• Brief:
Only the lines below, from the one with "filename src/config/mod.rs" through the one with "The mint workflow", are to be written out, exactly.

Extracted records
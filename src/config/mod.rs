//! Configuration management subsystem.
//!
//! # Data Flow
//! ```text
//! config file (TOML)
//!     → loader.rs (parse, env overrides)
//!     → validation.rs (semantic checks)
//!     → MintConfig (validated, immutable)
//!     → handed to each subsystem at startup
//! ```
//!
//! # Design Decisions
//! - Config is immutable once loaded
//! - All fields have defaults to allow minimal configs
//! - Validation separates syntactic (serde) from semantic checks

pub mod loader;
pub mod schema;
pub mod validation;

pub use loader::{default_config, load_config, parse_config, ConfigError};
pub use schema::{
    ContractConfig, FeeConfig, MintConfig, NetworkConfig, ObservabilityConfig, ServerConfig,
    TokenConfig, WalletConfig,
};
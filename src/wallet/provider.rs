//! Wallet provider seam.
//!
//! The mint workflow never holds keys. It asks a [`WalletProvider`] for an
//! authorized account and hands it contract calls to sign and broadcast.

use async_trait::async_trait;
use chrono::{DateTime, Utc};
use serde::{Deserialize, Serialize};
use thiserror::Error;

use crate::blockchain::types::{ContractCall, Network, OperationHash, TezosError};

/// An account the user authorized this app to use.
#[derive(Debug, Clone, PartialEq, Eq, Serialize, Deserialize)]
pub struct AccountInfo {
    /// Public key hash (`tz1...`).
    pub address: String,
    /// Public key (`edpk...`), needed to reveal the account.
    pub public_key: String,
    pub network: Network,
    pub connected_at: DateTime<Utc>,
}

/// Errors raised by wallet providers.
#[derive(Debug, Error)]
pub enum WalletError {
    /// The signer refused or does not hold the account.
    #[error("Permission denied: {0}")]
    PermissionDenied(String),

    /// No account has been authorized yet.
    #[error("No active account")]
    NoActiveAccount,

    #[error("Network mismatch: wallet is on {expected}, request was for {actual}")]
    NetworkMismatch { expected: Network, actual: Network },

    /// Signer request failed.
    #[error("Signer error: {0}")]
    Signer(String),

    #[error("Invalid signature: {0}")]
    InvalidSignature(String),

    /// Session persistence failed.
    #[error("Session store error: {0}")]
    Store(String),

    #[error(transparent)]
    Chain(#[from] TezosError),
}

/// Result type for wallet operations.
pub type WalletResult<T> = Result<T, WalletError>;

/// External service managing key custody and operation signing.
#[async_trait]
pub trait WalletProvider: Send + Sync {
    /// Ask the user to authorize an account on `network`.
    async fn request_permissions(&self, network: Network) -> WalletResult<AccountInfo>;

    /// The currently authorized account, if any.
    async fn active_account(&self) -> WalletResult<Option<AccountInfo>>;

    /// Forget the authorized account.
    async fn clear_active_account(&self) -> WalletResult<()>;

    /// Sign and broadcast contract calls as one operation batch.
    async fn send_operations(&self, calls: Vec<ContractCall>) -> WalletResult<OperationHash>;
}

---

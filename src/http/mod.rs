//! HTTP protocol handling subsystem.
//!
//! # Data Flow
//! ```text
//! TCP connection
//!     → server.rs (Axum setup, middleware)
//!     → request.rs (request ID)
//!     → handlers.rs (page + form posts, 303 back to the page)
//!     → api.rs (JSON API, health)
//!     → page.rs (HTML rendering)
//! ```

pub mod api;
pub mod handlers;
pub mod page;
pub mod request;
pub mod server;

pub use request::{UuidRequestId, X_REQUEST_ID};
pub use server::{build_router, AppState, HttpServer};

• Exercise solution:
filename src/config/mod.rs
//! Configuration management subsystem.
//!
//! # Data Flow
//! ```text
//! config file (TOML)
//!     → loader.rs (parse, env overrides)
//!     → validation.rs (semantic checks)
//!     → MintConfig (validated, immutable)
//!     → handed to each subsystem at startup
//! ```
//!
//! # Design Decisions
//! - Config is immutable once loaded
//! - All fields have defaults to allow minimal configs
//! - Validation separates syntactic (serde) from semantic checks

pub mod loader;
pub mod schema;
pub mod validation;

pub use loader::{default_config, load_config, parse_config, ConfigError};
pub use schema::{
    ContractConfig, FeeConfig, MintConfig, NetworkConfig, ObservabilityConfig, ServerConfig,
    TokenConfig, WalletConfig,
};
filename src/wallet/provider.rs
//! Wallet provider seam.
//!
//! The mint workflow never holds keys. It asks a [`WalletProvider`] for an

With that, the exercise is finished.